use crate::list::{ListBody, ListView};
use crate::ui::app::App;
use ratatui::{
    layout::{Constraint, Direction, Layout, Rect},
    style::{Modifier, Style},
    text::{Line, Span},
    widgets::{Block, Borders, List, ListItem, Paragraph},
    Frame,
};

const ACTIVE_PREFIX: &str = "> ";
const INACTIVE_PREFIX: &str = "  ";

const HELP_TEXT: &str = "[↑↓/jk] Move  [1-9] Jump  [Enter] Confirm  [t] Theme  [q] Quit";
const EMPTY_HELP_TEXT: &str = "[t] Theme  [q] Quit";

/// Screen regions, shared by drawing and mouse hit-testing.
#[derive(Debug, Clone, Copy, PartialEq, Eq)]
pub struct ScreenAreas {
    pub heading: Option<Rect>,
    pub list: Rect,
    pub summary: Rect,
    pub instructions: Rect,
    pub footer: Rect,
}

pub fn screen_layout(area: Rect, has_heading: bool) -> ScreenAreas {
    let heading_height = if has_heading { 3 } else { 0 };

    let chunks = Layout::default()
        .direction(Direction::Vertical)
        .constraints([
            Constraint::Length(heading_height), // Heading
            Constraint::Min(3),                 // Items
            Constraint::Length(1),              // Summary
            Constraint::Length(1),              // Instructions
            Constraint::Length(1),              // Footer
        ])
        .split(area);

    ScreenAreas {
        heading: has_heading.then_some(chunks[0]),
        list: chunks[1],
        summary: chunks[2],
        instructions: chunks[3],
        footer: chunks[4],
    }
}

/// First row to draw so that the active row stays inside a window of `height` rows.
pub fn visible_start(active: usize, len: usize, height: usize) -> usize {
    if height == 0 || active < height {
        return 0;
    }
    (active + 1 - height).min(len.saturating_sub(height))
}

/// Map a terminal cell to the index of the item drawn there, if any.
pub fn item_at(app: &App, area: Rect, column: u16, row: u16) -> Option<usize> {
    let list = &app.list;
    let active = list.selected_index()?;
    let areas = screen_layout(area, list.heading().is_some());
    let inner = Block::default().borders(Borders::ALL).inner(areas.list);

    let inside = column >= inner.x
        && column < inner.x + inner.width
        && row >= inner.y
        && row < inner.y + inner.height;
    if !inside {
        return None;
    }

    let start = visible_start(active, list.len(), inner.height as usize);
    let index = start + (row - inner.y) as usize;
    (index < list.len()).then_some(index)
}

pub fn render(frame: &mut Frame, app: &App) {
    let view = app.list.render();
    let areas = screen_layout(frame.area(), view.heading.is_some());

    if let (Some(area), Some(heading)) = (areas.heading, view.heading.as_deref()) {
        render_heading(frame, app, heading, area);
    }

    match &view.body {
        ListBody::Empty { message } => render_empty(frame, app, message, areas.list),
        ListBody::Populated { instructions, .. } => {
            render_items(frame, app, &view, areas.list);
            render_summary(frame, app, &view, areas.summary);
            let hint = Paragraph::new(*instructions).style(Style::default().fg(app.theme.fg_dim));
            frame.render_widget(hint, areas.instructions);
        }
    }

    render_footer(frame, app, view.is_empty(), areas.footer);
}

fn render_heading(frame: &mut Frame, app: &App, heading: &str, area: Rect) {
    let theme = app.theme;
    let text = Line::from(vec![Span::styled(
        format!(" {} ", heading),
        Style::default()
            .fg(theme.accent)
            .add_modifier(Modifier::BOLD),
    )]);

    let header = Paragraph::new(text)
        .block(
            Block::default()
                .borders(Borders::ALL)
                .border_style(Style::default().fg(theme.accent)),
        )
        .style(Style::default().bg(theme.bg));

    frame.render_widget(header, area);
}

fn render_empty(frame: &mut Frame, app: &App, message: &str, area: Rect) {
    let paragraph = Paragraph::new(message)
        .style(Style::default().fg(app.theme.fg_dim).bg(app.theme.bg))
        .block(
            Block::default()
                .borders(Borders::ALL)
                .border_style(Style::default().fg(app.theme.fg_dim)),
        );

    frame.render_widget(paragraph, area);
}

fn render_items(frame: &mut Frame, app: &App, view: &ListView, area: Rect) {
    let theme = app.theme;
    let entries = view.entries();
    let height = area.height.saturating_sub(2) as usize;
    let active = view.active_entry().map_or(0, |e| e.index);
    let start = visible_start(active, entries.len(), height);

    let items: Vec<ListItem> = entries
        .iter()
        .skip(start)
        .take(height)
        .map(|entry| {
            if entry.active {
                ListItem::new(format!("{}{}", ACTIVE_PREFIX, entry.label)).style(
                    Style::default()
                        .fg(theme.active_fg)
                        .bg(theme.active_bg)
                        .add_modifier(Modifier::BOLD),
                )
            } else {
                ListItem::new(format!("{}{}", INACTIVE_PREFIX, entry.label))
                    .style(Style::default().fg(theme.fg))
            }
        })
        .collect();

    let title = format!(" Items ({}/{}) ", active + 1, entries.len());
    let list = List::new(items)
        .block(
            Block::default()
                .borders(Borders::ALL)
                .title(title)
                .border_style(Style::default().fg(theme.accent)),
        )
        .style(Style::default().bg(theme.bg));

    frame.render_widget(list, area);
}

fn render_summary(frame: &mut Frame, app: &App, view: &ListView, area: Rect) {
    let (Some(summary), Some(entry)) = (view.summary(), view.active_entry()) else {
        return;
    };

    // Emphasize the label the way the list marks the active row.
    let line = match summary.strip_suffix(entry.label.as_str()) {
        Some(prefix) => Line::from(vec![
            Span::styled(prefix.to_string(), Style::default().fg(app.theme.fg)),
            Span::styled(
                entry.label.clone(),
                Style::default()
                    .fg(app.theme.secondary)
                    .add_modifier(Modifier::BOLD),
            ),
        ]),
        None => Line::from(summary.to_string()),
    };

    frame.render_widget(Paragraph::new(line), area);
}

fn render_footer(frame: &mut Frame, app: &App, empty: bool, area: Rect) {
    let footer = match &app.status {
        Some(status) => {
            Paragraph::new(status.as_str()).style(Style::default().fg(app.theme.secondary))
        }
        None => {
            let help = if empty { EMPTY_HELP_TEXT } else { HELP_TEXT };
            Paragraph::new(help).style(Style::default().fg(app.theme.fg_dim))
        }
    };

    frame.render_widget(footer, area);
}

* * *

Find the lines in the entries above where "ScreenAreas" occurs, and copy each of them.

Expected answer →
pub struct ScreenAreas {
pub fn screen_layout(area: Rect, has_heading: bool) -> ScreenAreas {
    ScreenAreas {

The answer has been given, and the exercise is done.